* _TASK ITEM_: Reproduce the entries that follow, exactly and in full.

* _EXERCISE INPUT_:
****
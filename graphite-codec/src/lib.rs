//! # graphite-codec
//!
//! Bidirectional codec between the Graphite plaintext protocol and
//! structured events.
//!
//! Graphite (Carbon) accepts one metric sample per line:
//!
//! ```text
//! <metric-path> <value> <timestamp>\n
//! ```
//!
//! This crate turns such lines into [`Event`]s for a processing pipeline, and
//! turns events back into lines for a Graphite-compatible collector. Encoding
//! is configurable: metrics can come from an explicit name/value mapping or
//! from the event's own fields, nested values can be flattened into
//! sub-metrics, names can be filtered with regular expressions, and a format
//! template can prefix or wrap every emitted name.
//!
//! The codec never touches the network; callers own transport, retries and
//! connection handling.
//!
//! ## Quick Start
//!
//! ```rust
//! use graphite_codec::{CodecConfig, Event, FieldValue, GraphiteCodec};
//!
//! # fn main() -> Result<(), Box<dyn std::error::Error>> {
//! let config = CodecConfig {
//!     fields_are_metrics: true,
//!     metrics_format: "prod.*".to_string(),
//!     ..CodecConfig::default()
//! };
//! let codec = GraphiteCodec::new(config)?;
//!
//! let event = Event::at_epoch(1_700_000_000)
//!     .unwrap()
//!     .with_field("cpu", 0.25)
//!     .with_field("mem", 512i64);
//!
//! let batch = codec.encode(&event)?;
//! assert_eq!(
//!     batch.to_string(),
//!     "prod.cpu 0.25 1700000000\nprod.mem 512.0 1700000000\n"
//! );
//!
//! let decoded = codec.decode_line("prod.cpu 0.25 1700000000")?;
//! assert_eq!(decoded.get("prod.cpu"), Some(&FieldValue::from(0.25)));
//! # Ok(())
//! # }
//! ```
//!
//! ## Architecture
//!
//! - [`GraphiteCodec`]: Configured handle exposing decode and encode
//! - [`Decoder`]: One line in, one event out
//! - [`Encoder`]: One event in, a [`Batch`] of zero or more lines out
//! - [`MetricNameFormatter`]: Applies `metrics_format` to metric names
//! - [`LineSplitter`]: Splits a raw byte stream into lines
//!
//! ## Modules
//!
//! - [`codec`]: Codec handle and batch sinks
//! - [`config`]: Configuration options and defaults
//! - [`decode`]: Line decoding
//! - [`encode`]: Event encoding and wire lines
//! - [`event`]: Event and field value types
//! - [`filter`]: Regex include/exclude filters
//! - [`format`]: Metric-name formatting
//! - [`framing`]: Byte stream to line splitting
//! - [`template`]: `%{field}` template substitution
//! - [`coerce`]: Float coercion and value rendering
//! - [`error`]: Error types

pub mod codec;
pub mod coerce;
pub mod config;
pub mod decode;
pub mod encode;
pub mod error;
pub mod event;
pub mod filter;
pub mod format;
pub mod framing;
pub mod template;

// Re-export primary API types at crate root for convenience.
pub use codec::{BatchSink, GraphiteCodec};
pub use config::CodecConfig;
pub use decode::Decoder;
pub use encode::{Batch, Encoder, MetricLine, MetricValue};
pub use error::{CodecError, ConfigError, DecodeError, EncodeError, Result};
pub use event::{Event, FieldValue, Scalar};
pub use format::MetricNameFormatter;
pub use framing::LineSplitter;
pub use template::Template;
****
* _TASK SOLUTION_:
filename graphite-codec/src/lib.rs
//! # graphite-codec
//!
//! Bidirectional codec between the Graphite plaintext protocol and
//! structured events.
//!
//! Graphite (Carbon) accepts one metric sample per line:
//!
//! ```text
//! <metric-path> <value> <timestamp>\n
//! ```
//!
//! This crate turns such lines into [`Event`]s for a processing pipeline, and
//! turns events back into lines for a Graphite-compatible collector. Encoding
//! is configurable: metrics can come from an explicit name/value mapping or
//! from the event's own fields, nested values can be flattened into
//! sub-metrics, names can be filtered with regular expressions, and a format
//! template can prefix or wrap every emitted name.
//!
//! The codec never touches the network; callers own transport, retries and
//! connection handling.
//!
//! ## Quick Start
//!
//! ```rust
//! use graphite_codec::{CodecConfig, Event, FieldValue, GraphiteCodec};
//!
//! # fn main() -> Result<(), Box<dyn std::error::Error>> {
//! let config = CodecConfig {
//!     fields_are_metrics: true,
//!     metrics_format: "prod.*".to_string(),
//!     ..CodecConfig::default()
//! };
//! let codec = GraphiteCodec::new(config)?;
//!
//! let event = Event::at_epoch(1_700_000_000)
//!     .unwrap()
//!     .with_field("cpu", 0.25)
//!     .with_field("mem", 512i64);
//!
//! let batch = codec.encode(&event)?;
//! assert_eq!(
//!     batch.to_string(),
//!     "prod.cpu 0.25 1700000000\nprod.mem 512.0 1700000000\n"
//! );
//!
//! let decoded = codec.decode_line("prod.cpu 0.25 1700000000")?;
//! assert_eq!(decoded.get("prod.cpu"), Some(&FieldValue::from(0.25)));
//! # Ok(())
//! # }
//! ```
//!
//! ## Architecture
//!
//! - [`GraphiteCodec`]: Configured handle exposing decode and encode
//! - [`Decoder`]: One line in, one event out
//! - [`Encoder`]: One event in, a [`Batch`] of zero or more lines out
//! - [`MetricNameFormatter`]: Applies `metrics_format` to metric names
//! - [`LineSplitter`]: Splits a raw byte stream into lines
//!
//! ## Modules
//!
//! - [`codec`]: Codec handle and batch sinks
//! - [`config`]: Configuration options and defaults
//! - [`decode`]: Line decoding
//! - [`encode`]: Event encoding and wire lines
//! - [`event`]: Event and field value types
//! - [`filter`]: Regex include/exclude filters
//! - [`format`]: Metric-name formatting
//! - [`framing`]: Byte stream to line splitting
//! - [`template`]: `%{field}` template substitution
//! - [`coerce`]: Float coercion and value rendering
//! - [`error`]: Error types

pub mod codec;
pub mod coerce;
pub mod config;
pub mod decode;
pub mod encode;
pub mod error;
pub mod event;
pub mod filter;
pub mod format;
pub mod framing;
pub mod template;

// Re-export primary API types at crate root for convenience.
pub use codec::{BatchSink, GraphiteCodec};
pub use config::CodecConfig;
pub use decode::Decoder;
pub use encode::{Batch, Encoder, MetricLine, MetricValue};
pub use error::{CodecError, ConfigError, DecodeError, EncodeError, Result};
pub use event::{Event, FieldValue, Scalar};
pub use format::MetricNameFormatter;
pub use framing::LineSplitter;
pub use template::Template;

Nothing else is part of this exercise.